[RECORDED DATA — start]

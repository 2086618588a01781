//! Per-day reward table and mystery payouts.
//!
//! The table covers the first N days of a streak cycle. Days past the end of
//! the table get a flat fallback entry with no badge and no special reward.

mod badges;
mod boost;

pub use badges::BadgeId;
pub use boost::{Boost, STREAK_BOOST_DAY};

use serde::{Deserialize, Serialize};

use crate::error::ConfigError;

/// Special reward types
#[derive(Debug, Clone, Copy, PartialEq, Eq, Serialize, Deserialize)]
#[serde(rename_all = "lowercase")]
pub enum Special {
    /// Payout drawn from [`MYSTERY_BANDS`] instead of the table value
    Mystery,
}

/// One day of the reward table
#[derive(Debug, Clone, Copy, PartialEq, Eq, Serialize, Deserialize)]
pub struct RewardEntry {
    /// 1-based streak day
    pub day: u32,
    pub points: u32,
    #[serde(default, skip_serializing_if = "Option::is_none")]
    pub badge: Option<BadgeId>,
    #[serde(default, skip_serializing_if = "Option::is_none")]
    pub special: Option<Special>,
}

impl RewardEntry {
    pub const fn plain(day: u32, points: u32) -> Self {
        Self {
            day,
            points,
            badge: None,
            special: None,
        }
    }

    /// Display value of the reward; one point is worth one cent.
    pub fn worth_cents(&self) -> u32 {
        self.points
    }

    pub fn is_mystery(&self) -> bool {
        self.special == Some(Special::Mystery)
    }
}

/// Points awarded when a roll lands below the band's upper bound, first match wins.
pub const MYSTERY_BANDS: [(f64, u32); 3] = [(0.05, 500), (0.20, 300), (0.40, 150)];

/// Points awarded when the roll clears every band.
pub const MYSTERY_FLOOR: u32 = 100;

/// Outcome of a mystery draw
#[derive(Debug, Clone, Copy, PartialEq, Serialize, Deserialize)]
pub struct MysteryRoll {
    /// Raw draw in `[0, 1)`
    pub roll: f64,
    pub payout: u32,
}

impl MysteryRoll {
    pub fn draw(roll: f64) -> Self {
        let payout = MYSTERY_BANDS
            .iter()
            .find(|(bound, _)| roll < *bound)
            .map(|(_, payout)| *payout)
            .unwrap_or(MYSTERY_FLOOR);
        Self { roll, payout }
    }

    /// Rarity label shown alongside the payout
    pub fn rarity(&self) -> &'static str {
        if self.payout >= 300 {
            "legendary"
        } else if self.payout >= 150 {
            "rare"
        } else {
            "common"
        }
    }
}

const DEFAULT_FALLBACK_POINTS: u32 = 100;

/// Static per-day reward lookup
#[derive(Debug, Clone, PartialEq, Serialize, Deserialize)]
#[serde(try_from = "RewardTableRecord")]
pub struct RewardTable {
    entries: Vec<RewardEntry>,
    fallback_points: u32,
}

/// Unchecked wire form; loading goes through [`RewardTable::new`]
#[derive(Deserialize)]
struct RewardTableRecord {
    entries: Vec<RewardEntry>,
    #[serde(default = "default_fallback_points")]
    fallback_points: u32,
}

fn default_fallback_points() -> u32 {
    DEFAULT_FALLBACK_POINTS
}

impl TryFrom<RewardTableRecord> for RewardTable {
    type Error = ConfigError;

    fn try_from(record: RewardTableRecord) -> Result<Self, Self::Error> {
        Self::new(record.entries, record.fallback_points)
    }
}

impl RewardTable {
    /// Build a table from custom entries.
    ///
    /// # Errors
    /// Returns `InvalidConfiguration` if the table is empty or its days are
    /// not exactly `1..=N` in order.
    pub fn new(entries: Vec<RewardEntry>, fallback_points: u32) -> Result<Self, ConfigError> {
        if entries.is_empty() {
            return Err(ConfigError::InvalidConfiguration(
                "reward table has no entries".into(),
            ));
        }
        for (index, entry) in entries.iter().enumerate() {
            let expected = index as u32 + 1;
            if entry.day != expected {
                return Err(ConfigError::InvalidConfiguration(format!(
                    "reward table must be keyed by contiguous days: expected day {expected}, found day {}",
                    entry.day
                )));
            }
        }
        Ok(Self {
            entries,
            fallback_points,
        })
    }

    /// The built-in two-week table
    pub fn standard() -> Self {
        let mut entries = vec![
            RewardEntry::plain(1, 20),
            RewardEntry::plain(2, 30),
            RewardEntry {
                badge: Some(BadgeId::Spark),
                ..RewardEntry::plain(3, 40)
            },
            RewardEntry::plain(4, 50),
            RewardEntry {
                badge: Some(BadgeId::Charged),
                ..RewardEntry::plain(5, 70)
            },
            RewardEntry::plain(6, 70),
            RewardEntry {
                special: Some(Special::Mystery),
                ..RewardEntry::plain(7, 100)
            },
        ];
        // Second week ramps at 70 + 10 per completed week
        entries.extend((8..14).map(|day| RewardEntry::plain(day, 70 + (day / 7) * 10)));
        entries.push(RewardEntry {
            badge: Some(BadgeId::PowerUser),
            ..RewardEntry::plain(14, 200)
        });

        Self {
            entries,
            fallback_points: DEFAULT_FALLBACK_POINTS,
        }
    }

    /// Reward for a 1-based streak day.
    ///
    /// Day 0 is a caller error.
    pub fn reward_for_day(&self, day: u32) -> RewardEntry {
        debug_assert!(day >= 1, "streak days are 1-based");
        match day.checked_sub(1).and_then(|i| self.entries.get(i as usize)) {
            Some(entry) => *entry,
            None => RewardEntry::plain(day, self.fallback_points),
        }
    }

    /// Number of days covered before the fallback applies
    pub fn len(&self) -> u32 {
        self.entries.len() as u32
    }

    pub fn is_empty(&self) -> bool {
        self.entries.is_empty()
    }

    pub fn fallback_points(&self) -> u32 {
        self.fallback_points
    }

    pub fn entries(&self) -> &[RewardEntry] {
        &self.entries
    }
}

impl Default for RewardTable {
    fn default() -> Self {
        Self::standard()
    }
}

[RECORDED DATA — finish]

### EXERCISE OBJECTIVE
Give the entries again in full, exactly as they are written.

### ANSWER AREA
repository 2086618588a01781
//! Per-day reward table and mystery payouts.
//!
//! The table covers the first N days of a streak cycle. Days past the end of
//! the table get a flat fallback entry with no badge and no special reward.

mod badges;
mod boost;

pub use badges::BadgeId;
pub use boost::{Boost, STREAK_BOOST_DAY};

use serde::{Deserialize, Serialize};

use crate::error::ConfigError;

/// Special reward types
#[derive(Debug, Clone, Copy, PartialEq, Eq, Serialize, Deserialize)]
#[serde(rename_all = "lowercase")]
pub enum Special {
    /// Payout drawn from [`MYSTERY_BANDS`] instead of the table value
    Mystery,
}

/// One day of the reward table
#[derive(Debug, Clone, Copy, PartialEq, Eq, Serialize, Deserialize)]
pub struct RewardEntry {
    /// 1-based streak day
    pub day: u32,
    pub points: u32,
    #[serde(default, skip_serializing_if = "Option::is_none")]
    pub badge: Option<BadgeId>,
    #[serde(default, skip_serializing_if = "Option::is_none")]
    pub special: Option<Special>,
}

impl RewardEntry {
    pub const fn plain(day: u32, points: u32) -> Self {
        Self {
            day,
            points,
            badge: None,
            special: None,
        }
    }

    /// Display value of the reward; one point is worth one cent.
    pub fn worth_cents(&self) -> u32 {
        self.points
    }

    pub fn is_mystery(&self) -> bool {
        self.special == Some(Special::Mystery)
    }
}

/// Points awarded when a roll lands below the band's upper bound, first match wins.
pub const MYSTERY_BANDS: [(f64, u32); 3] = [(0.05, 500), (0.20, 300), (0.40, 150)];

/// Points awarded when the roll clears every band.
pub const MYSTERY_FLOOR: u32 = 100;

/// Outcome of a mystery draw
#[derive(Debug, Clone, Copy, PartialEq, Serialize, Deserialize)]
pub struct MysteryRoll {
    /// Raw draw in `[0, 1)`
    pub roll: f64,
    pub payout: u32,
}

impl MysteryRoll {
    pub fn draw(roll: f64) -> Self {
        let payout = MYSTERY_BANDS
            .iter()
            .find(|(bound, _)| roll < *bound)
            .map(|(_, payout)| *payout)
            .unwrap_or(MYSTERY_FLOOR);
        Self { roll, payout }
    }

    /// Rarity label shown alongside the payout
    pub fn rarity(&self) -> &'static str {
        if self.payout >= 300 {
            "legendary"
        } else if self.payout >= 150 {
            "rare"
        } else {
            "common"
        }
    }
}

const DEFAULT_FALLBACK_POINTS: u32 = 100;

/// Static per-day reward lookup
#[derive(Debug, Clone, PartialEq, Serialize, Deserialize)]
#[serde(try_from = "RewardTableRecord")]
pub struct RewardTable {
    entries: Vec<RewardEntry>,
    fallback_points: u32,
}

/// Unchecked wire form; loading goes through [`RewardTable::new`]
#[derive(Deserialize)]
struct RewardTableRecord {
    entries: Vec<RewardEntry>,
    #[serde(default = "default_fallback_points")]
    fallback_points: u32,
}

fn default_fallback_points() -> u32 {
    DEFAULT_FALLBACK_POINTS
}

impl TryFrom<RewardTableRecord> for RewardTable {
    type Error = ConfigError;

    fn try_from(record: RewardTableRecord) -> Result<Self, Self::Error> {
        Self::new(record.entries, record.fallback_points)
    }
}

impl RewardTable {
    /// Build a table from custom entries.
    ///
    /// # Errors
    /// Returns `InvalidConfiguration` if the table is empty or its days are
    /// not exactly `1..=N` in order.
    pub fn new(entries: Vec<RewardEntry>, fallback_points: u32) -> Result<Self, ConfigError> {
        if entries.is_empty() {
            return Err(ConfigError::InvalidConfiguration(
                "reward table has no entries".into(),
            ));
        }
        for (index, entry) in entries.iter().enumerate() {
            let expected = index as u32 + 1;
            if entry.day != expected {
                return Err(ConfigError::InvalidConfiguration(format!(
                    "reward table must be keyed by contiguous days: expected day {expected}, found day {}",
                    entry.day
                )));
            }
        }
        Ok(Self {
            entries,
            fallback_points,
        })
    }

    /// The built-in two-week table
    pub fn standard() -> Self {
        let mut entries = vec![
            RewardEntry::plain(1, 20),
            RewardEntry::plain(2, 30),
            RewardEntry {
                badge: Some(BadgeId::Spark),
                ..RewardEntry::plain(3, 40)
            },
            RewardEntry::plain(4, 50),
            RewardEntry {
                badge: Some(BadgeId::Charged),
                ..RewardEntry::plain(5, 70)
            },
            RewardEntry::plain(6, 70),
            RewardEntry {
                special: Some(Special::Mystery),
                ..RewardEntry::plain(7, 100)
            },
        ];
        // Second week ramps at 70 + 10 per completed week
        entries.extend((8..14).map(|day| RewardEntry::plain(day, 70 + (day / 7) * 10)));
        entries.push(RewardEntry {
            badge: Some(BadgeId::PowerUser),
            ..RewardEntry::plain(14, 200)
        });

        Self {
            entries,
            fallback_points: DEFAULT_FALLBACK_POINTS,
        }
    }

    /// Reward for a 1-based streak day.
    ///
    /// Day 0 is a caller error.
    pub fn reward_for_day(&self, day: u32) -> RewardEntry {
        debug_assert!(day >= 1, "streak days are 1-based");
        match day.checked_sub(1).and_then(|i| self.entries.get(i as usize)) {
            Some(entry) => *entry,
            None => RewardEntry::plain(day, self.fallback_points),
        }
    }

    /// Number of days covered before the fallback applies
    pub fn len(&self) -> u32 {
        self.entries.len() as u32
    }

    pub fn is_empty(&self) -> bool {
        self.entries.is_empty()
    }

    pub fn fallback_points(&self) -> u32 {
        self.fallback_points
    }

    pub fn entries(&self) -> &[RewardEntry] {
        &self.entries
    }
}

impl Default for RewardTable {
    fn default() -> Self {
        Self::standard()
    }
}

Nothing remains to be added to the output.